Bill Taylor writes about how companies distinguish themselves by doing ordinary things in extraordinary ways. His words on the recent passing of Southwest Airlines founder Herb Kelleher at age 87 struck me.
Kelleher was, Taylor observed, "as smart as he was sassy, as competitive as he was human, as consequential as he was approachable."
In trying to delve beyond those observations that skim the surface traits of a man whose entrepreneurial offspring became one of America's greatest business case studies in success, Taylor landed on the following lesson to learn from Kelleher's achievement.
"You can create vast economic value based on genuine and generous human values, why what you hope to achieve in the marketplace must be reflected in what you build in the workplace, how in an age of disruption and transformation, simplicity and consistency matter most...
"To him, Southwest Airlines was never just a company. It was a cause. The goal was not just to keep fares low and fly to more cities. The goal, in his words, was to “democratize the skies” — to make it as easy, affordable, and flexible, for average Americans to travel as it had always been for business travelers and the affluent."
It's this notion that "it's not what you sell, it's what you stand for," that ties in my mind, the legacy of Herb Kelleher and many of the people I'm honored to encounter and know in the home building, development, building materials, and investment world of residential construction.

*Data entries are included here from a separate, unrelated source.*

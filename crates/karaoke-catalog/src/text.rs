//! Decodificación de texto de los catálogos antiguos (tailandés de 8 bits).

/// TIS-620: ASCII + bloque tailandés en 0xA1..=0xDA y 0xDF..=0xFB.
fn tis620(b: u8) -> Option<char> {
    match b {
        0x00..=0x7F => Some(b as char),
        0xA1..=0xDA | 0xDF..=0xFB => char::from_u32(b as u32 + 0x0D60),
        _ => None,
    }
}

/// Windows-874: TIS-620 más la puntuación de la zona 0x80..=0xA0.
fn cp874(b: u8) -> Option<char> {
    let extra = match b {
        0x80 => '\u{20AC}',
        0x85 => '\u{2026}',
        0x91 => '\u{2018}',
        0x92 => '\u{2019}',
        0x93 => '\u{201C}',
        0x94 => '\u{201D}',
        0x95 => '\u{2022}',
        0x96 => '\u{2013}',
        0x97 => '\u{2014}',
        0xA0 => '\u{00A0}',
        _ => return tis620(b),
    };
    Some(extra)
}

fn decode_with(bytes: &[u8], table: fn(u8) -> Option<char>) -> Option<String> {
    bytes.iter().map(|&b| table(b)).collect()
}

/// Decodifica un campo probando TIS-620, CP874, UTF-8 y por último Latin-1,
/// que nunca falla. El resultado va sin espacios ni NULs de relleno.
pub fn decode_field(bytes: &[u8]) -> String {
    let text = decode_with(bytes, tis620)
        .or_else(|| decode_with(bytes, cp874))
        .or_else(|| std::str::from_utf8(bytes).ok().map(str::to_owned))
        .unwrap_or_else(|| bytes.iter().map(|&b| b as char).collect());

    text.trim_matches(|c: char| c.is_whitespace() || c == '\0')
        .to_string()
}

Further, it's this, "Kelleher understood better than any CEO I ever met that your brand is the outward expression of your culture, and that your culture is the only platform that can sustain and renew your brand."
The reason I think Kelleher's life, his style, and his Harvard Business Review case-study incarnate in business strategy and culture resonate so profoundly is that I know people in the home building ecosystem who're built of the same DNA, and work to do for people and their housing options what Kelleher did for air travel.
To bring a lofty goal down to earth, and make it real.
In this day and age, where some of the bloom is off the rose of exponential technology's sheer, unimpeded impact in our lives, builders may take some encouragement from a Kelleher cardinal principle: "simplicity and consistency" matter most.
Too, as clouds of uncertainty, forces of volatility, and a disturbance to the generalized comfy blanket of confidence that "now is the right time to buy" wreak havoc with forecasts and near-term investment models, a cardinal principle of simplicity and consistency can be what sets builders apart, even from one another, as companies people who want a new home trust.
Trust, at the end of the day, makes people know and feel they're being smart in their choice of what to buy.
Each year, Lifestory Research announces the results of the annual America’s Most Trusted® Study today, a ranking of the most trusted brands in consumers’ lives. In the 7th year, more than 30,000 people rated over 300 brands to determine the most trusted brands.
“Our research shows that the brands that put people at the center of their business are earning trust,” said Eric Snider, President of Lifestory Research. “Brands that score high in our Trust Index understand that trust is foundational to business success. These brands operate with a pre-purchase focus in which they seek ways to convey capability, benevolence, and integrity--the bedrock conditions of trust."
Taylor Morrison, a multi-year winner in the Lifestory rankings, stood out, once again, as a leader among leaders among home builders the survey examined. William Lyon Homes, Toll Brothers, Woodside Homes, and Brookfield Homes also made the Lifestory's top five in the home builder category.
Among "active adult resort" builders, Shea Trilogy ranked No. 1 in a category that got 11,534 consumer responses, including a number of other builders in the category.
Here's where you can find a full-listing of Lifestory's 2019 "Most Trusted," as well as methodologies and survey details.
Now, every person at every company--big, medium-sized, and small--in the housing firmament knows that awards and surveys are one thing, and real-life results may be another matter altogether.
And it helps to know that the basis of trust--which makes a buyer feel and know he or she is being smart about a purchase--starts, as Kelleher's life proved, not with what you sell but what you stand for.